### [Exercise description]
From the data, copy out every line in which the word "InvalidState" appears.

═══ Dataset content

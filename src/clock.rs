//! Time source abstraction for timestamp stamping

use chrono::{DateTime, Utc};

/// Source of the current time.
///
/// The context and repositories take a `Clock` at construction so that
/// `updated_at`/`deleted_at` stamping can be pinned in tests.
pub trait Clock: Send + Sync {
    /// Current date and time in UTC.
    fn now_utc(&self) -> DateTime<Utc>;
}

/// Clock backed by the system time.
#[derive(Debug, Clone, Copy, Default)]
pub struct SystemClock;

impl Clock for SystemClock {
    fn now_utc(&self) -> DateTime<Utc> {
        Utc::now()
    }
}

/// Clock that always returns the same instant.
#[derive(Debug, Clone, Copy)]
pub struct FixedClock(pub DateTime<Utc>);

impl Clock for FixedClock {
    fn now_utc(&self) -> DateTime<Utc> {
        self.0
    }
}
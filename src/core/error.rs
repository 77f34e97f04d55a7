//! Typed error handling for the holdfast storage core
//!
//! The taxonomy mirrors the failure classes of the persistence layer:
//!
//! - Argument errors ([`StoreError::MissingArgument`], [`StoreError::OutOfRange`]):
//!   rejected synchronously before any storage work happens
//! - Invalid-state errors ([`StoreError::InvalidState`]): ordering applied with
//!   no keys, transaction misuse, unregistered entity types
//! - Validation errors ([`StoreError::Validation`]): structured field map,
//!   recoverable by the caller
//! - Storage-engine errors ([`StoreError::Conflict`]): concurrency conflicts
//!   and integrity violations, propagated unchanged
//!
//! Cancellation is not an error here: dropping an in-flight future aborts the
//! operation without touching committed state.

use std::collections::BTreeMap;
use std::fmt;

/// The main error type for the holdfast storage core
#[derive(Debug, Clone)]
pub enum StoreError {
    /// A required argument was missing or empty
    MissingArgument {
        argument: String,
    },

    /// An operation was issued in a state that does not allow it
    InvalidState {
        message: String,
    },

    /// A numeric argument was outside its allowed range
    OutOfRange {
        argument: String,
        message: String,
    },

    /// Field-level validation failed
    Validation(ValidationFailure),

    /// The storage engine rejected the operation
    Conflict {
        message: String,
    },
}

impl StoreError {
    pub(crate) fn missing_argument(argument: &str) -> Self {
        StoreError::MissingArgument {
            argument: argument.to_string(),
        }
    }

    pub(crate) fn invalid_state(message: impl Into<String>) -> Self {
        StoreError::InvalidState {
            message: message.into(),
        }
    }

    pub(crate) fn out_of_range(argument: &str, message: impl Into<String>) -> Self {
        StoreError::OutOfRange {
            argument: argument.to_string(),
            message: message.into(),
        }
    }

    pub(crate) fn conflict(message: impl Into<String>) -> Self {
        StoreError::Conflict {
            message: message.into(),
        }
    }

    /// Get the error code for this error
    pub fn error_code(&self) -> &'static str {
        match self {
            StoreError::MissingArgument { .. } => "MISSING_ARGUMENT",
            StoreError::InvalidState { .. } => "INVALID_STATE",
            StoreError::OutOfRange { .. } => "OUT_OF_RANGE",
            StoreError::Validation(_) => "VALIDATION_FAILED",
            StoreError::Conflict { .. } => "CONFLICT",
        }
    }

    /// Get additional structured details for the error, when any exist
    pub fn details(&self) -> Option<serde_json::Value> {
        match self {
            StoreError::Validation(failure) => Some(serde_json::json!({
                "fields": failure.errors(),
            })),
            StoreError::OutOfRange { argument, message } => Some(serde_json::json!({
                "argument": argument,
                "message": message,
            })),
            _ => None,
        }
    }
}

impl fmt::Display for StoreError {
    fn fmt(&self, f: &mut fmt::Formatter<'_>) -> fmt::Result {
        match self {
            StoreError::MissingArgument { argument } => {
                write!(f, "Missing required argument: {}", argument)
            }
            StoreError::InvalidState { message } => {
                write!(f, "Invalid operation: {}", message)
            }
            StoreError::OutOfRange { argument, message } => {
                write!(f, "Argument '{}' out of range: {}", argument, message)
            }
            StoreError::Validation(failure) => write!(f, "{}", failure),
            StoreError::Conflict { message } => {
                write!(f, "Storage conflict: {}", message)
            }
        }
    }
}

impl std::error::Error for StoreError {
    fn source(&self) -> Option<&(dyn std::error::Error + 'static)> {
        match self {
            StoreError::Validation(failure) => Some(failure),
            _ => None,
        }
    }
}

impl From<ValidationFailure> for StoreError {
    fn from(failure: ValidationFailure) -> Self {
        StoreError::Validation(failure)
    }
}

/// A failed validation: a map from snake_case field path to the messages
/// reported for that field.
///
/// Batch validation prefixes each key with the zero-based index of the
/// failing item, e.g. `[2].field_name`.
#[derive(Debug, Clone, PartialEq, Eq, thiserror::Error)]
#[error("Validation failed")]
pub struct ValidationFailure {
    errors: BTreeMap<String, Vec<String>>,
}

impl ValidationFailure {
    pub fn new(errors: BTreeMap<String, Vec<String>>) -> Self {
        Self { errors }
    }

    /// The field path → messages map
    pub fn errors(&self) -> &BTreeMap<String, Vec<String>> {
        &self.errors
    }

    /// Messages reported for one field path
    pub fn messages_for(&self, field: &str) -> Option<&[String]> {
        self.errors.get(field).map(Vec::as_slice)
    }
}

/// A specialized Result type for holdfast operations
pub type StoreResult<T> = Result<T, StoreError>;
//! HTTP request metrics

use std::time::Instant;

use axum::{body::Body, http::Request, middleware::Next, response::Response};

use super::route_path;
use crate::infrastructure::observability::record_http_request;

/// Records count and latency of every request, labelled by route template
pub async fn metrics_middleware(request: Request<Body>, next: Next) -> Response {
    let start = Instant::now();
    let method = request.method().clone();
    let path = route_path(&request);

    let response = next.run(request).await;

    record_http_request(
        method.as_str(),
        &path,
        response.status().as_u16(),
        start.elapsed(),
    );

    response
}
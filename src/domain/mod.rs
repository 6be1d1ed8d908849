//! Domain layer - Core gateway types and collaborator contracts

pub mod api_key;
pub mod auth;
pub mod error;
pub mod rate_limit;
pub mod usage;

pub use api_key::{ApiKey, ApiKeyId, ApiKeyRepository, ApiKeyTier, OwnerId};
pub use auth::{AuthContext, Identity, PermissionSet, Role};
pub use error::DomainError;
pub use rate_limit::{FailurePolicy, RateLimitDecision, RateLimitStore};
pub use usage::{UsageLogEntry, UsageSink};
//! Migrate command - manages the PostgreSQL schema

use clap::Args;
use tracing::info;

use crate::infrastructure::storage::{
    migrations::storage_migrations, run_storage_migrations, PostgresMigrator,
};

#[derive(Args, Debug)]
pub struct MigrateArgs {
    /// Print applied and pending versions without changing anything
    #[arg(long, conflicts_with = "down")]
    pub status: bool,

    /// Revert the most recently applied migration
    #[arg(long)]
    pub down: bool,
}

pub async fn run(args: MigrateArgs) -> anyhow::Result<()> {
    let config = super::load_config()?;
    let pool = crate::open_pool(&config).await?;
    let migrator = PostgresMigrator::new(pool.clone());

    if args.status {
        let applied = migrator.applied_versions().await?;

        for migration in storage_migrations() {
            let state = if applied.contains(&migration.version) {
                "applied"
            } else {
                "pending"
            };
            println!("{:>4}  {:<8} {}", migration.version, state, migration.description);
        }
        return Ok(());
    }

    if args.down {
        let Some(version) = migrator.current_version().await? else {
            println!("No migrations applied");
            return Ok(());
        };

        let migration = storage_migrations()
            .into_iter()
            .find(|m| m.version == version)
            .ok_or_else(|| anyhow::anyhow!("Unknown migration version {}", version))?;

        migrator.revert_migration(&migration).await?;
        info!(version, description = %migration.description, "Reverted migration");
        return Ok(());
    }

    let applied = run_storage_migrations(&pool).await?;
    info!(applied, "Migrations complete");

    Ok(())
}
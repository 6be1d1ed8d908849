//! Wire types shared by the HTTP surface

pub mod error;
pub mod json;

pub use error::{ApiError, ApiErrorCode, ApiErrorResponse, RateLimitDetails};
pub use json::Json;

══════

### [Solution for this exercise]
//! - Invalid-state errors ([`StoreError::InvalidState`]): ordering applied with
    InvalidState {
        StoreError::InvalidState {
            StoreError::InvalidState { .. } => "INVALID_STATE",
            StoreError::InvalidState { message } => {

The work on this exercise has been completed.